Eighteen of the 150 individuals died during follow-up (median age of death was 62 years (range, 49–78 years)). Seventeen individuals died from cancer; seven from pancreatic cancer (median age 59 years) and four from melanoma (median age 61 years).

Discussion

This prospective study analysed the risk of cancers in a cohort of homogeneous CDKN2A variant carriers (p16-Leiden). A significantly increased risk of both melanoma and pancreatic cancers was found. However, when excluding these cancers from the risk calculation, a marked increased risk for developing any cancer (RR 4.31; 95% CI 2.91–6.37) remained. Most notable were the increased risk of respiratory and lip, mouth and pharynx cancers, and the relatively frequent occurrence of carcinoid tumours. Being a current smoker at the start of surveillance was significantly associated with the development of tumours of the pancreas, respiratory tract and head and neck regions. In addition, we found an association between the p16-Leiden variant and sarcoidosis.

Without considering melanoma and pancreatic cancer, tumours of the respiratory tract (including laryngeal tumours) and of the lip, mouth and pharynx were the most frequently occurring tumours in our cohort. A previous retrospective study by de Snoo et al.6 also found significantly increased risks for these tumours in a cohort of p16-Leiden variant carriers. Oldenburg et al.15 described a p16-Leiden variant-positive family in which many relatives had developed lung cancer and head and neck tumours. Several other case reports have also described the occurrence of head and neck tumours in CDKN2A variant-positive families.16,17 In sum, it seems that tumours of the head and neck and the respiratory tract are part of the spectrum of cancers occurring in CDKN2A variant-positive FAMMM families.

Two interesting observations were the relatively frequent occurrence of carcinoid tumours and sarcoidosis in unrelated variant carriers in our cohort. Both have not been previously reported in carriers of a CDKN2A variant. Although only two individuals developed a carcinoid tumour during follow-up, another individual had a medical history of carcinoid. It has been shown that CDKN2A inactivation has a role in the pathogenesis of sporadic neuroendocrine tumours, as a substantial amount of these tumours show loss of p16 protein expression,18 and also promoter methylation of the CDKN2A gene is frequently found.19 Further studies are needed to confirm the possible association between a CDKN2A germline variant and carcinoid tumours or sarcoidosis.

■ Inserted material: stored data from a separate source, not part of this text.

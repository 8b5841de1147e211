use anyhow::Result;
use tracing::{debug, warn};

use crate::context::GenerationContext;
use crate::graph::{inputs, InputValue, NodeId};
use crate::media::MediaKind;
use crate::params::{keys, ParamSet};

/// Node id of the final save.
pub const FINAL_SAVE_ID: &str = "9";

/// Inserts `SwarmTrimFrames` when either trim parameter is present.
pub fn apply_trim(ctx: &mut GenerationContext<'_>) -> Result<()> {
    let params = ctx.params();
    if !params.contains(keys::TRIM_VIDEO_START_FRAMES) && !params.contains(keys::TRIM_VIDEO_END_FRAMES) {
        return Ok(());
    }
    let trim_start: u32 = params.get(keys::TRIM_VIDEO_START_FRAMES, 0);
    let trim_end: u32 = params.get(keys::TRIM_VIDEO_END_FRAMES, 0);
    let frames = ctx.ensure_kind(MediaKind::RawImage)?;
    let trimmed = ctx.create_node(
        "SwarmTrimFrames",
        inputs([
            ("image", frames.into()),
            ("trim_start", trim_start.into()),
            ("trim_end", trim_end.into()),
        ]),
    )?;
    ctx.advance_media(trimmed.out(0), MediaKind::RawImage);
    Ok(())
}

#[derive(Debug, Clone, PartialEq, Eq)]
pub struct InterpolationSettings {
    pub method: String,
    pub multiplier: u32,
}

/// Interpolation request, when a method is set and the multiplier is above 1.
pub fn interpolation_settings(params: &ParamSet) -> Option<InterpolationSettings> {
    let method: String = params.try_get(keys::VIDEO_FRAME_INTERPOLATION_METHOD)?;
    let multiplier: u32 = params.try_get(keys::VIDEO_FRAME_INTERPOLATION_MULTIPLIER)?;
    (multiplier > 1).then_some(InterpolationSettings { method, multiplier })
}

/// Interpolates the current frames and returns the new frame rate.
///
/// With `output_intermediate_images` the pre-interpolation frames are saved
/// first.
pub fn apply_interpolation(ctx: &mut GenerationContext<'_>, fps: u32, format: &str) -> Result<u32> {
    let params = ctx.params();
    let Some(settings) = interpolation_settings(params) else {
        return Ok(fps);
    };
    let class_type = match settings.method.as_str() {
        "RIFE" => "RIFE VFI",
        "FILM" => "FILM VFI",
        other => {
            warn!(method = other, "Unknown frame interpolation method, skipping interpolation");
            return Ok(fps);
        }
    };

    if params.get(keys::OUTPUT_INTERMEDIATE_IMAGES, false) {
        save_animation(ctx, fps, format, None)?;
    }

    let frames = ctx.ensure_kind(MediaKind::RawImage)?;
    let mut node_inputs = inputs([
        ("frames", frames.into()),
        ("multiplier", settings.multiplier.into()),
        ("clear_cache_after_n_frames", 10.into()),
    ]);
    if class_type == "RIFE VFI" {
        node_inputs.insert("ckpt_name".into(), "rife47.pth".into());
        node_inputs.insert("fast_mode".into(), true.into());
        node_inputs.insert("ensemble".into(), true.into());
        node_inputs.insert("scale_factor".into(), 1.0.into());
    } else {
        node_inputs.insert("ckpt_name".into(), "film_net_fp32.pt".into());
    }
    let interpolated = ctx.create_node(class_type, node_inputs)?;
    let new_fps = fps * settings.multiplier;
    ctx.advance_media(interpolated.out(0), MediaKind::RawImage);
    ctx.set_media_fps(new_fps);
    debug!(method = class_type, from_fps = fps, to_fps = new_fps, "Added frame interpolation");
    Ok(new_fps)
}

/// Inserts `SwarmVideoBoomerang` when `video_boomerang` is set.
pub fn apply_boomerang(ctx: &mut GenerationContext<'_>) -> Result<()> {
    if !ctx.params().get(keys::VIDEO_BOOMERANG, false) {
        return Ok(());
    }
    let frames = ctx.ensure_kind(MediaKind::RawImage)?;
    let bounced = ctx.create_node("SwarmVideoBoomerang", inputs([("images", frames.into())]))?;
    ctx.advance_media(bounced.out(0), MediaKind::RawImage);
    Ok(())
}

/// Emits `SwarmSaveAnimationWS` for the current frames, with decoded audio
/// when the cursor holds an audio latent and an audio VAE is loaded.
pub fn save_animation(
    ctx: &mut GenerationContext<'_>,
    fps: u32,
    format: &str,
    id: Option<&str>,
) -> Result<NodeId> {
    let frames = ctx.ensure_kind(MediaKind::RawImage)?;
    let audio_latent = ctx.media().and_then(|media| media.audio_latent.clone());

    let mut node_inputs = inputs([
        ("images", frames.into()),
        ("fps", fps.into()),
        ("lossless", false.into()),
        ("quality", 95.into()),
        ("method", "default".into()),
        ("format", format.into()),
    ]);
    if let (Some(samples), Some(audio_vae)) = (audio_latent, ctx.audio_vae.clone()) {
        let audio = ctx.create_node(
            "LTXVAudioVAEDecode",
            inputs([("samples", samples.into()), ("audio_vae", audio_vae.into())]),
        )?;
        node_inputs.insert("audio".into(), InputValue::Link(audio.out(0)));
    }
    ctx.create_node_at("SwarmSaveAnimationWS", node_inputs, id)
}

#[derive(Debug, Clone, PartialEq, Eq)]
pub struct FinishOptions {
    pub fps: u32,
    pub format: String,
    /// Extend segments follow; they interpolate and save the assembled video.
    pub has_extend: bool,
}

/// Trim, interpolate, boomerang, save.
pub fn finish_video(ctx: &mut GenerationContext<'_>, options: &FinishOptions) -> Result<NodeId> {
    apply_trim(ctx)?;
    let mut fps = options.fps;
    if !options.has_extend {
        fps = apply_interpolation(ctx, fps, &options.format)?;
    }
    apply_boomerang(ctx)?;
    let id = if options.has_extend {
        None
    } else {
        Some(FINAL_SAVE_ID)
    };
    save_animation(ctx, fps, &options.format, id)
}

#[cfg(test)]
mod tests {
    use super::*;
    use crate::config::GenerationDefaults;
    use crate::graph::{NodeInputs, NodeRef};
    use crate::media::MediaCursor;
    use crate::model_registry::ModelRegistry;

    fn with_frames(ctx: &mut GenerationContext<'_>) -> NodeRef {
        let frames = ctx
            .create_node_with_id("VAEDecode", NodeInputs::new(), "8")
            .expect("decode should be created")
            .out(0);
        ctx.set_media(MediaCursor::new(frames.clone(), MediaKind::RawImage).with_fps(24));
        frames
    }

    fn run_finish(params: &ParamSet, has_extend: bool) -> (crate::graph::WorkflowGraph, NodeId) {
        let models = ModelRegistry::new();
        let defaults = GenerationDefaults::default();
        let mut ctx = GenerationContext::new(params, &models, &defaults);
        with_frames(&mut ctx);
        let save = finish_video(
            &mut ctx,
            &FinishOptions {
                fps: 24,
                format: "h264-mp4".into(),
                has_extend,
            },
        )
        .expect("finish should work");
        (ctx.into_graph(), save)
    }

    #[test]
    fn test_plain_finish_saves_to_final_id() {
        let (graph, save) = run_finish(&ParamSet::new(), false);
        assert_eq!(save.as_str(), FINAL_SAVE_ID);
        let record = graph.get(FINAL_SAVE_ID).expect("save node");
        assert_eq!(record.link("images"), Some(&NodeRef::new("8", 0)));
        assert_eq!(record.input("fps").and_then(|v| v.as_i64()), Some(24));
        assert_eq!(record.input("format").and_then(|v| v.as_str()), Some("h264-mp4"));
        assert!(record.input("audio").is_none());
        assert_eq!(graph.len(), 2);
    }

    #[test]
    fn test_full_chain_order() {
        let params = ParamSet::new()
            .with(keys::TRIM_VIDEO_START_FRAMES, 2)
            .with(keys::VIDEO_FRAME_INTERPOLATION_METHOD, "RIFE")
            .with(keys::VIDEO_FRAME_INTERPOLATION_MULTIPLIER, 2)
            .with(keys::VIDEO_BOOMERANG, true);
        let (graph, _) = run_finish(&params, false);

        let types: Vec<&str> = graph.iter().map(|(_, r)| r.class_type.as_str()).collect();
        assert_eq!(
            types,
            vec![
                "VAEDecode",
                "SwarmTrimFrames",
                "RIFE VFI",
                "SwarmVideoBoomerang",
                "SwarmSaveAnimationWS"
            ]
        );
        let trim = graph.nodes_of_type("SwarmTrimFrames").next().expect("trim");
        assert_eq!(
            graph.get(trim).and_then(|r| r.input("trim_end")).and_then(|v| v.as_i64()),
            Some(0)
        );
        let save = graph.get(FINAL_SAVE_ID).expect("save node");
        assert_eq!(save.input("fps").and_then(|v| v.as_i64()), Some(48));
    }

    #[test]
    fn test_extend_defers_interpolation_and_uses_dynamic_save() {
        let params = ParamSet::new()
            .with(keys::VIDEO_FRAME_INTERPOLATION_METHOD, "FILM")
            .with(keys::VIDEO_FRAME_INTERPOLATION_MULTIPLIER, 3);
        let (graph, save) = run_finish(&params, true);
        assert_ne!(save.as_str(), FINAL_SAVE_ID);
        assert_eq!(graph.count_of_type("FILM VFI"), 0);
        let record = graph.get(save.as_str()).expect("save node");
        assert_eq!(record.input("fps").and_then(|v| v.as_i64()), Some(24));
    }

    #[test]
    fn test_multiplier_of_one_is_no_interpolation() {
        let params = ParamSet::new()
            .with(keys::VIDEO_FRAME_INTERPOLATION_METHOD, "RIFE")
            .with(keys::VIDEO_FRAME_INTERPOLATION_MULTIPLIER, 1);
        assert!(interpolation_settings(&params).is_none());
    }

    #[test]
    fn test_unknown_interpolation_method_is_skipped() {
        let params = ParamSet::new()
            .with(keys::VIDEO_FRAME_INTERPOLATION_METHOD, "magic")
            .with(keys::VIDEO_FRAME_INTERPOLATION_MULTIPLIER, 2);
        let (graph, _) = run_finish(&params, false);
        assert_eq!(graph.len(), 2);
        let save = graph.get(FINAL_SAVE_ID).expect("save node");
        assert_eq!(save.input("fps").and_then(|v| v.as_i64()), Some(24));
    }

    #[test]
    fn test_intermediate_save_before_interpolation() {
        let params = ParamSet::new()
            .with(keys::OUTPUT_INTERMEDIATE_IMAGES, true)
            .with(keys::VIDEO_FRAME_INTERPOLATION_METHOD, "RIFE")
            .with(keys::VIDEO_FRAME_INTERPOLATION_MULTIPLIER, 2);
        let (graph, _) = run_finish(&params, false);
        let saves: Vec<&str> = graph.nodes_of_type("SwarmSaveAnimationWS").collect();
        assert_eq!(saves.len(), 2);
        let intermediate = graph.get(saves[0]).expect("intermediate save");
        assert_eq!(intermediate.link("images"), Some(&NodeRef::new("8", 0)));
    }

    #[test]
    fn test_save_decodes_held_audio() {
        let params = ParamSet::new();
        let models = ModelRegistry::new();
        let defaults = GenerationDefaults::default();
        let mut ctx = GenerationContext::new(&params, &models, &defaults);
        let audio_vae = ctx
            .create_node("LTXVAudioVAELoader", NodeInputs::new())
            .expect("loader should be created");
        ctx.audio_vae = Some(audio_vae.out(0));
        let separated = ctx
            .create_node("LTXVSeparateAVLatent", NodeInputs::new())
            .expect("separation should be created");
        let frames = with_frames(&mut ctx);
        ctx.set_media(
            MediaCursor::new(frames, MediaKind::RawImage).with_audio_latent(separated.out(1)),
        );

        let save = save_animation(&mut ctx, 24, "h264-mp4", Some(FINAL_SAVE_ID))
            .expect("save should work");
        let graph = ctx.graph();
        let record = graph.get(save.as_str()).expect("save node");
        let audio = record.link("audio").expect("save should carry audio");
        let decode = graph.get(&audio.node).expect("audio decode node");
        assert_eq!(decode.class_type, "LTXVAudioVAEDecode");
        assert_eq!(decode.link("samples"), Some(&separated.out(1)));
    }
}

Our current study has several strengths. Owing to its prospective design, patient participation was not influenced by the occurrence of tumours. In addition, because of the yearly follow-up at the outpatient Department of Gastroenterology, it is unlikely that cancers and other important medical information were missed. Another strength is the homogeneity of the cohort; all individuals have the same CDKN2A germline variant. An important limitation was, however, the relatively high age of inclusion of individuals (median age 51 years), which was because of the threshold of 45 years of age for inclusion in the pancreatic surveillance programme. Tumours generally occurring before this age were therefore not included in the calculations, which is reflected by the observation of a high incidence of melanoma before start of the surveillance programme. As the number of participants and observed cancers was relatively small, risk factor analysis for each cancer separately could not be carried out.

Pancreatic cancer is the leading cause of death in our cohort. Pancreatic cancer surveillance may improve survival, as most tumours are detected in a resectable stage.5 In view of the increased risk of head and neck tumours (including tumours of the larynx), patients should be advised to contact their doctor if they have complaints of hoarseness, dysphagia or ulcers in the mouth or throat. A low threshold for reference to an otolaryngologist should be advocated. A surveillance programme for tumours of the head and neck regions should possibly be considered in the future, which could simply consist of yearly inspection of the mouth and throat. The clear relation of many of the frequently occurring cancers in our cohort to smoking indicates that active intervention to quit smoking is of the utmost importance in this group.